Sécurité
commune
Les dissuasions militaires, qu’elles soient
classiques ou nucléaires, sur lesquelles les sociétés prétendent fonder leur
défense sont organisées de telle manière qu’elles puissent être perçues
comme une menace permanente par les armées et les populations civiles de
l’adversaire potentiel. Elles se présentent donc, de fait, comme des
dissuasions « agressives ». Certes, l’intention déclarée qui les
justifie, les fonde et les anime est défensive, mais les moyens mis en œuvre
pour les préparer, les organiser et les rendre crédibles ont pour fonction de
donner aux décideurs politiques la capacité d’infliger à l’adversaire des
dommages suffisamment importants pour qu’ils lui apparaissent inacceptables.

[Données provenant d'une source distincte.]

//! REST client for the hosted database.
//!
//! Talks to the project's PostgREST interface (`/rest/v1/<collection>`),
//! authenticating every request with the environment's service key.

use std::time::Duration;

use reqwest::{Client, RequestBuilder, Response};
use serde_json::Value;
use tracing::{debug, warn};

use super::client::{Connector, DataStoreClient, SHOP_KEY};
use super::{Filter, RECORD_KEY, Record, RecordBatch, StoreError, StoreResult};
use crate::config::{EnvironmentProfile, Secret};

/// Rows requested per page when reading a whole collection.
const PAGE_SIZE: usize = 1000;

/// PostgREST-backed [`DataStoreClient`].
pub struct RestStore {
    environment: String,
    base_url: String,
    key: Secret,
    client: Client,
}

impl RestStore {
    /// Create a client for `profile` with a per-call `timeout`.
    pub fn new(profile: &EnvironmentProfile, timeout: Duration) -> StoreResult<Self> {
        let client = Client::builder()
            .timeout(timeout)
            .build()
            .map_err(|e| StoreError::Connection {
                environment: profile.name.clone(),
                message: e.to_string(),
            })?;

        Ok(Self {
            environment: profile.name.clone(),
            base_url: format!("{}/rest/v1", profile.endpoint.trim_end_matches('/')),
            key: profile.credential.clone(),
            client,
        })
    }

    /// Get the base URL being used
    pub fn base_url(&self) -> &str {
        &self.base_url
    }

    fn collection_url(&self, collection: &str) -> String {
        format!("{}/{}", self.base_url, collection)
    }

    fn authorized(&self, builder: RequestBuilder) -> RequestBuilder {
        builder
            .header("apikey", self.key.expose())
            .bearer_auth(self.key.expose())
    }

    /// Send a request, retrying once on a transient network failure.
    async fn send<F>(&self, build: F) -> StoreResult<Response>
    where
        F: Fn() -> RequestBuilder,
    {
        match build().send().await {
            Ok(response) => Ok(response),
            Err(e) => {
                let err = self.transport_error(e);
                if !err.is_transient() {
                    return Err(err);
                }
                warn!(environment = %self.environment, "Retrying after transient failure: {}", err);
                build().send().await.map_err(|e| self.transport_error(e))
            }
        }
    }

    fn transport_error(&self, e: reqwest::Error) -> StoreError {
        if e.is_timeout() {
            StoreError::Timeout {
                environment: self.environment.clone(),
            }
        } else if e.is_connect() {
            StoreError::Connection {
                environment: self.environment.clone(),
                message: e.to_string(),
            }
        } else {
            StoreError::InvalidResponse {
                environment: self.environment.clone(),
                message: e.to_string(),
            }
        }
    }

    /// Map non-success statuses to [`StoreError::Rejected`].
    async fn check(&self, collection: &str, response: Response) -> StoreResult<Response> {
        if response.status().is_success() {
            return Ok(response);
        }
        let status = response.status().as_u16();
        let message = response
            .text()
            .await
            .unwrap_or_else(|_| "Unknown error".to_string());
        Err(StoreError::Rejected {
            environment: self.environment.clone(),
            collection: collection.to_string(),
            status,
            message,
        })
    }

    /// Read every page matching `filters`, ordered by key.
    ///
    /// Projects may cap rows per response below [`PAGE_SIZE`], so only an
    /// empty page ends the scan.
    async fn fetch_pages(
        &self,
        collection: &str,
        filters: Vec<(String, String)>,
    ) -> StoreResult<RecordBatch> {
        let url = self.collection_url(collection);
        let mut records = Vec::new();
        let mut offset = 0;

        loop {
            let mut query = filters.clone();
            query.extend([
                ("select".to_string(), "*".to_string()),
                ("order".to_string(), format!("{}.asc", RECORD_KEY)),
                ("limit".to_string(), PAGE_SIZE.to_string()),
                ("offset".to_string(), offset.to_string()),
            ]);
            let response = self
                .send(|| self.authorized(self.client.get(&url).query(&query)))
                .await?;
            let page = self.read_batch(self.check(collection, response).await?).await?;
            if page.is_empty() {
                break;
            }

            let fetched = page.len();
            records.extend(page);
            debug!(collection, fetched, offset, "Fetched page");
            offset += fetched;
        }

        Ok(RecordBatch::new(records))
    }

    async fn read_batch(&self, response: Response) -> StoreResult<RecordBatch> {
        let rows: Vec<Value> = response
            .json()
            .await
            .map_err(|e| StoreError::InvalidResponse {
                environment: self.environment.clone(),
                message: e.to_string(),
            })?;

        rows.into_iter()
            .map(|row| {
                Record::from_value(row).ok_or_else(|| StoreError::InvalidResponse {
                    environment: self.environment.clone(),
                    message: "expected an array of objects".to_string(),
                })
            })
            .collect::<StoreResult<Vec<_>>>()
            .map(RecordBatch::new)
    }
}

impl DataStoreClient for RestStore {
    fn environment(&self) -> &str {
        &self.environment
    }

    async fn fetch_all(&self, collection: &str) -> StoreResult<RecordBatch> {
        self.fetch_pages(collection, Vec::new()).await
    }

    async fn upsert(&self, collection: &str, batch: &RecordBatch) -> StoreResult<usize> {
        if batch.is_empty() {
            return Ok(0);
        }
        if batch.iter().any(|record| record.key().is_none()) {
            return Err(StoreError::MissingKey {
                collection: collection.to_string(),
                key: RECORD_KEY.to_string(),
            });
        }

        let url = self.collection_url(collection);
        let response = self
            .send(|| {
                self.authorized(self.client.post(&url))
                    .query(&[("on_conflict", RECORD_KEY)])
                    .header("Prefer", "resolution=merge-duplicates,return=minimal")
                    .json(batch)
            })
            .await?;
        // return=minimal answers 201 with no body
        self.check(collection, response).await?;

        Ok(batch.len())
    }

    async fn query_by_shop(
        &self,
        collection: &str,
        shop_id: &str,
        filters: &[Filter],
    ) -> StoreResult<RecordBatch> {
        let mut query = vec![(SHOP_KEY.to_string(), format!("eq.{}", shop_id))];
        query.extend(
            filters
                .iter()
                .map(|f| (f.field.clone(), format!("eq.{}", f.query_value()))),
        );
        self.fetch_pages(collection, query).await
    }
}

/// Creates [`RestStore`]s sharing one timeout setting.
#[derive(Debug, Clone, Copy)]
pub struct RestConnector {
    timeout: Duration,
}

impl RestConnector {
    pub fn new(timeout: Duration) -> Self {
        Self { timeout }
    }
}

impl Connector for RestConnector {
    type Client = RestStore;

    fn connect(&self, profile: &EnvironmentProfile) -> StoreResult<RestStore> {
        RestStore::new(profile, self.timeout)
    }
}
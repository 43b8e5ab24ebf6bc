//! `inspect-services` command implementation.

use crate::cli::OutputFormat;
use crate::cli::error::CliResult;
use crate::inspect::inspect_services;
use crate::store::DataStoreClient;

/// Show every service, the active services and the categories of a shop.
pub async fn inspect<C: DataStoreClient>(
    client: &C,
    shop_id: &str,
    format: OutputFormat,
) -> CliResult<String> {
    let inspection = inspect_services(client, shop_id).await?;

    match format {
        OutputFormat::Json => Ok(serde_json::to_string_pretty(&inspection)?),
        OutputFormat::Table => Ok(inspection.to_tables()),
    }
}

Ainsi, les décideurs se placent délibérément dans une « posture
agressive », afin de bien faire comprendre à l’adversaire potentiel
qu’ils ont non seulement les moyens, mais également la volonté de leur faire
subir des destructions irréparables dès lors que leurs intérêts vitaux
seraient menacés. Et l’adversaire entend procéder de même.
Cette « paix armée » repose ainsi sur un
équilibre des menaces qui risque d’être déstabilisé par une crise
politique au cours de laquelle chacun des deux adversaires pourrait craindre une
attaque préventive de l’autre. Face à ce risque, les peuples et les nations
ont le plus grand intérêt à assurer leur défense non plus par la mise en œuvre
d’une « menace réciproque », mais par la recherche d’une
« sécurité commune ». Celle-ci ne consiste pas à considérer
l’adversaire comme un ami et elle n’est pas fondée sur une confiance
mutuelle. Elle prend appui sur le fait que notre adversaire a autant besoin d’être
en sécurité que nous-mêmes et que, par-delà nos défiances réciproques,
nous avons le même intérêt vital à assurer notre défense par des moyens qui
n’impliquent pas le risque de nous détruire ensemble.
Dans cette perspective, la sécurité commune nous amène
à faire reposer notre défense non plus sur des dissuasions « agressives »
mais « défensives ». Il ne s’agit plus de dissuader en menaçant
l’adversaire de destructions inacceptables, mais en le persuadant que nos
moyens de défense feraient échouer toute tentative d’agression de sa part et
que son entreprise aurait toute chance d’être largement déficitaire. Ainsi,
une telle dissuasion permet aux décideurs politiques de se tenir dans une
« posture défensive » qui ne peut susciter aucune crainte chez
l’adversaire tant qu’il restera chez lui. Dès lors, si une crise politique
survient, les États rivaux se trouvent dans une position stratégique qui
facilite grandement le maintien du conflit sur le terrain diplomatique où il
doit trouver sa solution. Il est possible d’imaginer certaines formes de défense
armée qui permettraient d’organiser une force de dissuasion défensive. Mais
c’est certainement la défense civile non-violente qui est la plus appropriée
à l’objectif d’une sécurité commune.